ASSIGNED TASK » Could you copy exactly the lines from the one containing "pub fn validate_request_path(request_path: &str)" through the last line of the records below, and nothing else?

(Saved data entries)
★ ★ ★ ★ ★
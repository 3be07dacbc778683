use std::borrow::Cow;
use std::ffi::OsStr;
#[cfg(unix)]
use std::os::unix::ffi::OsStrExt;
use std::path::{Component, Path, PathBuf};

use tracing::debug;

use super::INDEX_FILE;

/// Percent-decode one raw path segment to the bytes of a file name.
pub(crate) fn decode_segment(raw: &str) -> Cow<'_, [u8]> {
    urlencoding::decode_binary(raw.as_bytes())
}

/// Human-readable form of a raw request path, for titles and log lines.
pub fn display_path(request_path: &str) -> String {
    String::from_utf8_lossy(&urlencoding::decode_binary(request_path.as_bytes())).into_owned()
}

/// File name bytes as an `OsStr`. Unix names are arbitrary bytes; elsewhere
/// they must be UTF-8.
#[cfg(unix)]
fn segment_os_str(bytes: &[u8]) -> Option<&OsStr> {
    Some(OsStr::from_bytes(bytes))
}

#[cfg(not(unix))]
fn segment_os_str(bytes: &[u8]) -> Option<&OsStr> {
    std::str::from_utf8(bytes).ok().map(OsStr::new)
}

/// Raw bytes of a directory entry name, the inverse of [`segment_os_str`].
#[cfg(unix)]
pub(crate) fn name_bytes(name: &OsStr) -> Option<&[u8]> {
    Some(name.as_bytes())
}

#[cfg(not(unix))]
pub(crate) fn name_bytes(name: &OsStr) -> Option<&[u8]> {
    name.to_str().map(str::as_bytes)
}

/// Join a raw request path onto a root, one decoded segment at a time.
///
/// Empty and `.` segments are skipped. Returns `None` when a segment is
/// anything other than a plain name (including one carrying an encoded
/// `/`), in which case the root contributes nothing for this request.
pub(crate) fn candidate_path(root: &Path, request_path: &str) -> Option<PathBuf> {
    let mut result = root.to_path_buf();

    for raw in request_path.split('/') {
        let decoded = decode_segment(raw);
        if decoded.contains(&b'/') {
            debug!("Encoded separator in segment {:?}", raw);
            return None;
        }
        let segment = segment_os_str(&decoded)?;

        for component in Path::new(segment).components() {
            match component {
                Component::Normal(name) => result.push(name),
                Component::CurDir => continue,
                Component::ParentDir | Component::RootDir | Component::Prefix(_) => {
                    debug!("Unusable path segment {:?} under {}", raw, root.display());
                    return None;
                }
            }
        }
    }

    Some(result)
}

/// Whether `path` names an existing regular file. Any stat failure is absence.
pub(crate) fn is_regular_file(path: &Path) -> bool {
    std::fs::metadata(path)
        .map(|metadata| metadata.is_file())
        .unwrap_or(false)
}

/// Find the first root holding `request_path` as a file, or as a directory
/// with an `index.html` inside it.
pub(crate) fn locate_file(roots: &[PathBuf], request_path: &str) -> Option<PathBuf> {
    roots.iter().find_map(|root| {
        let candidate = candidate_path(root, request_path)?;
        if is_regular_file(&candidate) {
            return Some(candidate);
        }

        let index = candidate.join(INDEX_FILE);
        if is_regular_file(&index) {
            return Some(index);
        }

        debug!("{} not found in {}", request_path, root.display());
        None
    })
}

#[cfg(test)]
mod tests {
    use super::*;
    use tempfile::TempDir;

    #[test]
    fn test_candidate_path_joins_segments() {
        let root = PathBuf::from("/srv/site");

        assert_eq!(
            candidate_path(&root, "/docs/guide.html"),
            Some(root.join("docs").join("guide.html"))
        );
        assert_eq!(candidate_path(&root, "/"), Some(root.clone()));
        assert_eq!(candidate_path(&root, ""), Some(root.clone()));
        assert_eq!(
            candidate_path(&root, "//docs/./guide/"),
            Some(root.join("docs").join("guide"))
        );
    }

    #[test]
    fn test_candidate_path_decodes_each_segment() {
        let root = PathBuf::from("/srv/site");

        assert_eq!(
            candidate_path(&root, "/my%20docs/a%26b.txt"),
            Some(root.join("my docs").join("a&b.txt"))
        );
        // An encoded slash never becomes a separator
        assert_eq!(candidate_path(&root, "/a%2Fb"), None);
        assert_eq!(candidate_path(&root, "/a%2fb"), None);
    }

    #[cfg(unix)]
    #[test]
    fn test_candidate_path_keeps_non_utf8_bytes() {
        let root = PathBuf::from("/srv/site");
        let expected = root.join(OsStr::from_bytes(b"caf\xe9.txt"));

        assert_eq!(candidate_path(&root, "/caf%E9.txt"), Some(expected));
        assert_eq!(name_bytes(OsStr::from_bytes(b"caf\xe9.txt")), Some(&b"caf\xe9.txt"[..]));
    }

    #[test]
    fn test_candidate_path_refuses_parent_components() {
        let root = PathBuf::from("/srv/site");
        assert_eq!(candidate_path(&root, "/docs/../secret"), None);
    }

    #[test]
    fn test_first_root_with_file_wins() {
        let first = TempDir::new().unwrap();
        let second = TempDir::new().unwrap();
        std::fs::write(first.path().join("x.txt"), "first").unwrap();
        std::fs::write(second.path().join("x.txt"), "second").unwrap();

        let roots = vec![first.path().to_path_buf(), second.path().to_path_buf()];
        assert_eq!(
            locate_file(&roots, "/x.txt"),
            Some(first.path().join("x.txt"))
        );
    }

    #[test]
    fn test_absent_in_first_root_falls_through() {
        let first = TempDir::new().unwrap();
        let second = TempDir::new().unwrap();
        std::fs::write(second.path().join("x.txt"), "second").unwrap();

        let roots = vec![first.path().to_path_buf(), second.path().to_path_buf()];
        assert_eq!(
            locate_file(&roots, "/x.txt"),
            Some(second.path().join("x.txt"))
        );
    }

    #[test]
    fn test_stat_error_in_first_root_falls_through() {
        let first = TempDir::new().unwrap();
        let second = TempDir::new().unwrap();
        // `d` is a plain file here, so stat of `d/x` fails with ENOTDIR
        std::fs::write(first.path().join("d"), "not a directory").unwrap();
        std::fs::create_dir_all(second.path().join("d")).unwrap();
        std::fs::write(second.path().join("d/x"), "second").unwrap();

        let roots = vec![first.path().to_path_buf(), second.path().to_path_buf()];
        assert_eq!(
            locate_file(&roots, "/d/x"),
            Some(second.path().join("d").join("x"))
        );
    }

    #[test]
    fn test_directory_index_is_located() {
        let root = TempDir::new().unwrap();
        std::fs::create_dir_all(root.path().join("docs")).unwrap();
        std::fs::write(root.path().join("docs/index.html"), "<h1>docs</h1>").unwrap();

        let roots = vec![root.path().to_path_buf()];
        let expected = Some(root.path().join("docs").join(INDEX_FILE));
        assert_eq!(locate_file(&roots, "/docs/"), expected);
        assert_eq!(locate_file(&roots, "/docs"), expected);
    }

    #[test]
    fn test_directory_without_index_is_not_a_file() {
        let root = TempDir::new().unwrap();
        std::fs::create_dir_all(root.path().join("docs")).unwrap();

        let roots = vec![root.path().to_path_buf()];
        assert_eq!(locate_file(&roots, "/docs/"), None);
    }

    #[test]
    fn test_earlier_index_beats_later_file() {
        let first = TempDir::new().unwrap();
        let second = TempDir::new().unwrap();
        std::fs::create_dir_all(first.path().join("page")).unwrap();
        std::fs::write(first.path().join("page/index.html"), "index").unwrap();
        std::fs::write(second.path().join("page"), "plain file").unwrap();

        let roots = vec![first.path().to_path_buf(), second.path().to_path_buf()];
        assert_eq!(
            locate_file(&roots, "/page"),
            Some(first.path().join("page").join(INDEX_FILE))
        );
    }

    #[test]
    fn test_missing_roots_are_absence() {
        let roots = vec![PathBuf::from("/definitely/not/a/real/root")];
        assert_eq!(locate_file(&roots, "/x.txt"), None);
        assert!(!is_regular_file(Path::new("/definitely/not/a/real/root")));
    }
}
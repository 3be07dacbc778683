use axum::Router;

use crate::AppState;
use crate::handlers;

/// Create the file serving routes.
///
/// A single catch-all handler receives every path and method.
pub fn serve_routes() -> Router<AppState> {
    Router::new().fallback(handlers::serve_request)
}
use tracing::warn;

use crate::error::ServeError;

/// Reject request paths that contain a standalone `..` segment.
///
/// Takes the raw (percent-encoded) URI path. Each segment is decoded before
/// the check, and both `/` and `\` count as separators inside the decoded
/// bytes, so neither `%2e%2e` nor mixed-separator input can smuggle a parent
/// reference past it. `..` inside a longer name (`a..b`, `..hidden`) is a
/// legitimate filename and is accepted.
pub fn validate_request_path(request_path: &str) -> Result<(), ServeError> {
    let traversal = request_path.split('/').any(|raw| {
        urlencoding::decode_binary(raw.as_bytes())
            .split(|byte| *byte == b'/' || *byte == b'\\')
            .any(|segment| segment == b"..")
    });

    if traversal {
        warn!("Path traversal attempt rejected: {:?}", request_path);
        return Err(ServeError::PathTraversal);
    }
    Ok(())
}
★ ★ ★ ★ ★
ANSWER TO THE EXERCISE »
pub fn validate_request_path(request_path: &str) -> Result<(), ServeError> {
    let traversal = request_path.split('/').any(|raw| {
        urlencoding::decode_binary(raw.as_bytes())
            .split(|byte| *byte == b'/' || *byte == b'\\')
            .any(|segment| segment == b"..")
    });

    if traversal {
        warn!("Path traversal attempt rejected: {:?}", request_path);
        return Err(ServeError::PathTraversal);
    }
    Ok(())
}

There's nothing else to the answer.